Nella sua spiegazione dell'atto analitico, Safatle lo differenzia da altri due modi di agire, il recitazione e il passaggio all'atto. Agire riguarda l'agire in modo diverso da quanto fino ad allora riprodotto, ma la cui differenza è solo apparente, qualcosa che non intacca le strutture, incarnando un atto eminentemente performativo che si suppone soddisfi i desideri degli altri, che si verifica, ad esempio, nel citato manifestazioni. D'altra parte, il passaggio all'atto può essere visto come una condotta di negazione, generalmente incarnata nel sacrificio di sé, spesso correlata al suicidio o ad un'altra forma di rottura radicale, ma che non intacca nemmeno le strutture.
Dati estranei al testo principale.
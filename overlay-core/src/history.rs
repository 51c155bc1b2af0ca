//! Snapshot-based linear undo/redo history.
//!
//! Every checkpoint is an owned structural clone of the document. Restores
//! hand back another clone, so the live document never shares storage with
//! a history slot.

use crate::GraphicDocument;

/// Default maximum number of snapshots kept.
pub const DEFAULT_HISTORY_CAPACITY: usize = 50;

/// Linear history of document snapshots.
#[derive(Debug, Clone)]
pub struct History {
    /// Snapshots, oldest first.
    entries: Vec<GraphicDocument>,
    /// Position of the snapshot matching the live document.
    index: usize,
    /// Maximum number of snapshots kept.
    capacity: usize,
}

impl History {
    /// Create a history seeded with `initial` as its only checkpoint.
    #[must_use]
    pub fn new(initial: &GraphicDocument) -> Self {
        Self::with_capacity(initial, DEFAULT_HISTORY_CAPACITY)
    }

    /// Create a history with a custom snapshot limit (at least 1).
    #[must_use]
    pub fn with_capacity(initial: &GraphicDocument, capacity: usize) -> Self {
        Self {
            entries: vec![initial.clone()],
            index: 0,
            capacity: capacity.max(1),
        }
    }

    /// Push a checkpoint of `document`.
    ///
    /// Discards any redo tail beyond the current index, then evicts the
    /// oldest snapshot if the limit is exceeded.
    pub fn checkpoint(&mut self, document: &GraphicDocument) {
        self.entries.truncate(self.index + 1);
        self.entries.push(document.clone());
        if self.entries.len() > self.capacity {
            let excess = self.entries.len() - self.capacity;
            self.entries.drain(..excess);
            tracing::trace!("History full, evicted {excess} oldest snapshot(s)");
        }
        self.index = self.entries.len() - 1;
    }

    /// Step back one snapshot and return a copy of it.
    ///
    /// Returns `None` at the oldest snapshot.
    pub fn undo(&mut self) -> Option<GraphicDocument> {
        if self.index == 0 {
            return None;
        }
        self.index -= 1;
        Some(self.entries[self.index].clone())
    }

    /// Step forward one snapshot and return a copy of it.
    ///
    /// Returns `None` at the newest snapshot.
    pub fn redo(&mut self) -> Option<GraphicDocument> {
        if self.index + 1 >= self.entries.len() {
            return None;
        }
        self.index += 1;
        Some(self.entries[self.index].clone())
    }

    /// Check if undo is available.
    #[must_use]
    pub fn can_undo(&self) -> bool {
        self.index > 0
    }

    /// Check if redo is available.
    #[must_use]
    pub fn can_redo(&self) -> bool {
        self.index + 1 < self.entries.len()
    }

    /// Number of stored snapshots.
    #[must_use]
    pub fn len(&self) -> usize {
        self.entries.len()
    }

    /// Always false; a history holds at least its seed snapshot.
    #[must_use]
    pub fn is_empty(&self) -> bool {
        self.entries.is_empty()
    }

    /// Index of the current snapshot.
    #[must_use]
    pub fn index(&self) -> usize {
        self.index
    }

    /// Read-only access to a snapshot.
    #[must_use]
    pub fn get(&self, index: usize) -> Option<&GraphicDocument> {
        self.entries.get(index)
    }
}
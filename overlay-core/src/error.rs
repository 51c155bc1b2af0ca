//! Error types for overlay document operations.
//!
//! Editing operations never fail: lookup misses are no-ops and out-of-range
//! values are clamped. Errors only surface at text boundaries (JSON documents,
//! element id parsing, artifact rendering).

use thiserror::Error;

/// Result type for overlay operations.
pub type OverlayResult<T> = Result<T, OverlayError>;

/// Errors that can occur at the document boundary.
#[derive(Debug, Error)]
pub enum OverlayError {
    /// An element id could not be parsed.
    #[error("Invalid element id: {0}")]
    InvalidElementId(String),

    /// Document serialization/deserialization error.
    #[error("Serialization error: {0}")]
    Serialization(#[from] serde_json::Error),

    /// Artifact rendering failed.
    #[error("Export error: {0}")]
    Export(String),
}

impl From<std::fmt::Error> for OverlayError {
    fn from(e: std::fmt::Error) -> Self {
        Self::Export(e.to_string())
    }
}
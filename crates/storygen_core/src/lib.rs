pub mod domain;
pub mod generator;
pub mod parser;
pub mod ports;
pub mod prompt;

pub use domain::{
    AcStyle, GeneratedStory, GenerationRequest, GenerationResult, NewStory, RequestError,
    StoredStory, StoryPatch, StoryStats, StoryStyle, TestCases,
};
pub use generator::{AttemptError, GenerationFailed, StoryGenerator, MAX_ATTEMPTS, RETRY_DELAY};
pub use parser::{parse_stories, strip_code_fences, ParseError};
pub use ports::{ChatModelService, PortError, PortResult, StoryStoreService};
pub use prompt::{build_prompt, ChatPrompt};
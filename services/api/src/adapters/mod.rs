pub mod chat_llm;
pub mod db;

pub use chat_llm::OpenAiChatAdapter;
pub use db::DbAdapter;
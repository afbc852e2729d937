pub mod rest;
pub mod state;

// Re-export the handlers to make them easily accessible to the binary
// that builds the web server router.
pub use rest::{
    create_story_handler, delete_story_handler, generate_stories_handler, get_story_handler,
    list_stories_handler, search_stories_handler, story_stats_handler, update_story_handler,
};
Pertanto, l'atto analitico rimane quello che conta veramente nei movimenti rivoluzionari, sovversivi, che fanno implodere le strutture. Nel modo di spiegare il concetto si usa lo stesso esempio adottato da Lacan, dalla bellissima allegoria di Arthur Rimbaud, dal poema “Per una ragione", scritto significativamente al culmine degli eventi della Comune di Parigi. In questi termini, l'atto analitico si presenta come qualcosa in relazione con una ripetizione che lo precede, di altri tentativi irrealizzati di un atto, che riverberano, si uniscono e si condensano, in qualcosa che si potrebbe rappresentare come un rimbombo supersonico. Questa è la parola efficace, che depone e ricrea il soggetto stesso, trasformando quello che fino ad allora era un sintomo in un atto rivoluzionario.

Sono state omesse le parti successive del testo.